The refugee advocacy group said it was forced into the move after discovering financial mismanagement

HIAS, the Jewish refugee advocacy group, laid off 12% of its workforce based in the United States on Tuesday after discovering errors that led to “unsustainable” spending late last year.

“We have made the challenging but necessary decision to reduce our workforce,” Beth Oppenheim, the organization’s chief advancement officer, said in an email. She wrote that the layoffs were made to preserve “as much of our critical work as possible while ensuring HIAS’s financial health into the future.”

[Know anything about the layoffs at HIAS? Contact reporter Arno Rosenfeld at [email protected].]

The organization declined to say which departments were affected by layoffs but employees who worked in advocacy and donor relations roles for HIAS marked on LinkedIn that they stopped working there this month.

Lara Moninghoff, who had served as chief financial officer at HIAS since April 2022, is no longer in that role. She was removed from the organization’s website and stated on LinkedIn that she had transitioned to a “senior consultant” for HIAS last month.

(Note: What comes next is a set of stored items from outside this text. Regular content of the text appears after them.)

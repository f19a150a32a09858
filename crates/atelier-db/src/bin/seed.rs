//! # Seed Data Generator
//!
//! Populates a database with a development catalog, customers and staff.
//!
//! ## Usage
//! ```bash
//! # 60 products (default) into the configured database
//! cargo run -p atelier-db --bin seed
//!
//! # Custom amount and path
//! cargo run -p atelier-db --bin seed -- --products 500 --db ./data/atelier.db
//!
//! # More logging
//! RUST_LOG=debug cargo run -p atelier-db --bin seed
//! ```
//!
//! ## Generated Data
//! - Products across a few categories, each priced in NGN. Every third one
//!   also carries a listed USD price, every fifth EUR and every seventh GBP;
//!   the rest are sold abroad by conversion.
//! - Colour/size variants with stock between 0 and 40
//! - A handful of customers and staff with mixed job roles

use std::env;
use std::path::PathBuf;

use atelier_core::{
    AccessLevel, Currency, Customer, JobRole, Money, PriceTable, Product, Staff, Variant,
};
use atelier_db::{AtelierConfig, Database};
use chrono::Utc;
use tracing::{info, warn};
use tracing_subscriber::EnvFilter;
use uuid::Uuid;

const CATEGORIES: &[(&str, &[&str])] = &[
    (
        "Dresses",
        &[
            "Adire Wrap Dress",
            "Ankara Maxi Dress",
            "Aso Oke Shift",
            "Linen Slip Dress",
            "Kaftan Dress",
        ],
    ),
    (
        "Menswear",
        &[
            "Agbada Set",
            "Kaftan Shirt",
            "Dashiki Tunic",
            "Linen Trousers",
            "Senator Suit",
        ],
    ),
    (
        "Accessories",
        &[
            "Gele Headwrap",
            "Beaded Necklace",
            "Woven Tote",
            "Leather Sandals",
            "Silk Scarf",
        ],
    ),
    (
        "Outerwear",
        &["Quilted Jacket", "Wax Print Blazer", "Cotton Kimono"],
    ),
];

const COLORS: &[&str] = &["Indigo", "Ochre", "Ivory", "Emerald", "Black"];
const SIZES: &[&str] = &["XS", "S", "M", "L", "XL"];

const CUSTOMERS: &[&str] = &["Amaka", "Bayo", "Chioma", "Dayo", "Efe", "Funmi"];

const STAFF: &[(&str, &[JobRole], AccessLevel)] = &[
    ("Ngozi", &[JobRole::StoreManager], AccessLevel::Admin),
    ("Tunde", &[JobRole::SalesAssociate, JobRole::Cashier], AccessLevel::Staff),
    ("Kemi", &[JobRole::Cashier], AccessLevel::Staff),
    ("Segun", &[JobRole::StockKeeper, JobRole::CustomerService], AccessLevel::Manager),
];

#[tokio::main]
async fn main() -> Result<(), Box<dyn std::error::Error>> {
    tracing_subscriber::fmt()
        .with_env_filter(
            EnvFilter::try_from_default_env().unwrap_or_else(|_| EnvFilter::new("info,atelier=debug,sqlx=warn")),
        )
        .init();

    let args: Vec<String> = env::args().collect();

    let mut count: usize = 60;
    let mut db_path: Option<PathBuf> = None;

    let mut i = 1;
    while i < args.len() {
        match args[i].as_str() {
            "--products" | "-p" => {
                if i + 1 < args.len() {
                    count = args[i + 1].parse().unwrap_or(60);
                    i += 1;
                }
            }
            "--db" | "-d" => {
                if i + 1 < args.len() {
                    db_path = Some(PathBuf::from(&args[i + 1]));
                    i += 1;
                }
            }
            "--help" | "-h" => {
                println!("Atelier Seed Data Generator");
                println!();
                println!("Usage: seed [OPTIONS]");
                println!();
                println!("Options:");
                println!("  -p, --products <N>  Number of products to generate (default: 60)");
                println!("  -d, --db <PATH>     Database file path (default: from atelier.toml)");
                println!("  -h, --help          Show this help message");
                return Ok(());
            }
            other => warn!(arg = %other, "Ignoring unknown argument"),
        }
        i += 1;
    }

    let mut config = AtelierConfig::load(None)?;
    if let Some(path) = db_path {
        config.database.path = path;
    }

    info!(path = %config.database.path.display(), products = count, "Seeding database");

    let db = Database::new(config.db_config()).await?;

    let existing = db.catalog().count_products().await?;
    if existing > 0 {
        warn!(existing, "Database already has products, skipping seed. Delete the file to regenerate.");
        return Ok(());
    }

    let start = std::time::Instant::now();

    for name in CUSTOMERS {
        db.people().insert_customer(&customer(name)).await?;
    }
    for (name, roles, access) in STAFF {
        db.people().insert_staff(&staff(name, roles, *access)).await?;
    }
    info!(customers = CUSTOMERS.len(), staff = STAFF.len(), "People created");

    let mut generated = 0;
    let mut variants = 0;
    'outer: for round in 0.. {
        for (category, names) in CATEGORIES {
            for name in names.iter() {
                if generated >= count {
                    break 'outer;
                }

                let product = generate_product(category, name, round, generated);
                db.catalog().insert_product(&product).await?;

                for variant in generate_variants(&product.id, generated) {
                    db.catalog().insert_variant(&variant).await?;
                    variants += 1;
                }

                generated += 1;
                if generated % 50 == 0 {
                    info!(generated, "Progress");
                }
            }
        }
    }

    let elapsed = start.elapsed();
    info!(
        products = generated,
        variants,
        elapsed_ms = elapsed.as_millis() as u64,
        "Seed complete"
    );

    db.close().await;
    Ok(())
}

fn customer(name: &str) -> Customer {
    Customer {
        id: Uuid::new_v4().to_string(),
        name: name.to_string(),
        email: format!("{}@customers.atelier.ng", name.to_lowercase()),
        created_at: Utc::now(),
    }
}

fn staff(name: &str, roles: &[JobRole], access: AccessLevel) -> Staff {
    Staff {
        id: Uuid::new_v4().to_string(),
        name: name.to_string(),
        email: format!("{}@atelier.ng", name.to_lowercase()),
        job_roles: roles.to_vec(),
        access,
        created_at: Utc::now(),
    }
}

/// Builds one product. Prices are deterministic in `seed`.
fn generate_product(category: &str, name: &str, round: usize, seed: usize) -> Product {
    let now = Utc::now();

    let full_name = if round == 0 {
        name.to_string()
    } else {
        format!("{} No. {}", name, round + 1)
    };

    // ₦8,000 - ₦95,000 in steps of 500
    let ngn = 8_000 + ((seed * 3_700) % 87_500) as i64 / 500 * 500;

    let mut prices = PriceTable::new().with(Money::from_minor(ngn, Currency::Ngn));
    if seed % 3 == 0 {
        prices.set(Currency::Usd, Some(Money::from_minor(ngn * 65 / 1_000 + 99, Currency::Usd)));
    }
    if seed % 5 == 0 {
        prices.set(Currency::Eur, Some(Money::from_minor(ngn * 60 / 1_000 + 50, Currency::Eur)));
    }
    if seed % 7 == 0 {
        prices.set(Currency::Gbp, Some(Money::from_minor(ngn * 51 / 1_000 + 49, Currency::Gbp)));
    }

    Product {
        id: Uuid::new_v4().to_string(),
        name: full_name,
        category: category.to_string(),
        image: Some(format!(
            "https://cdn.atelier.ng/products/{}-{}.jpg",
            name.to_lowercase().replace(' ', "-"),
            seed
        )),
        prices,
        average_rating: 0.0,
        rating_count: 0,
        created_at: now,
        updated_at: now,
    }
}

/// Two or three colours, each in a run of sizes.
fn generate_variants(product_id: &str, seed: usize) -> Vec<Variant> {
    let now = Utc::now();
    let colors = 2 + seed % 2;
    let mut variants = Vec::new();

    for c in 0..colors {
        let color = COLORS[(seed + c) % COLORS.len()];
        for (s, size) in SIZES.iter().enumerate().skip(seed % 2) {
            variants.push(Variant {
                id: Uuid::new_v4().to_string(),
                product_id: product_id.to_string(),
                color: color.to_string(),
                size: size.to_string(),
                stock: ((seed * 7 + c * 13 + s * 5) % 41) as i64,
                weight: Some(0.3 + s as f64 * 0.1),
                created_at: now,
                updated_at: now,
            });
        }
    }

    variants
}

HIAS said she no longer had any financial management responsibilities. Moninghoff did not respond to a request for comment.

Oppenheim said that the budget crunch necessitating the layoffs was the result of the organization spending too much of its “unrestricted resources” late last year “due to a combination of technology transition and human error that our internal controls failed to identify.” 

“There was no mismanagement of donor funds and HIAS remains a responsible steward of donor funding around the world,” she added.

Founded as the Hebrew Immigrant Aid Society in the 1880s, HIAS has shifted much of its focus in recent years to helping refugees and asylum seekers domestically and around the world and has more than 1,000 international staff. 

It has become a major target for the far right, who believe it is part of a conspiracy to bring immigrants to the U.S. The man who killed 11 worshippers at Pittsburgh’s Tree of Life synagogue in 2018 ranted against the organization. And right-wing influencers have redoubled their attacks on it in recent weeks, claiming that maps it displayed for migrants in Central America were directing them to the U.S. The organization said they were only intended to identify aid stations.

HIAS has seen its revenue triple from around $40 million in 2014 to nearly $150 million in 2022, the last year for which data was publicly available, as it became a major recipient of donations from American Jews and others concerned about harsh immigration policies implemented during the Trump administration.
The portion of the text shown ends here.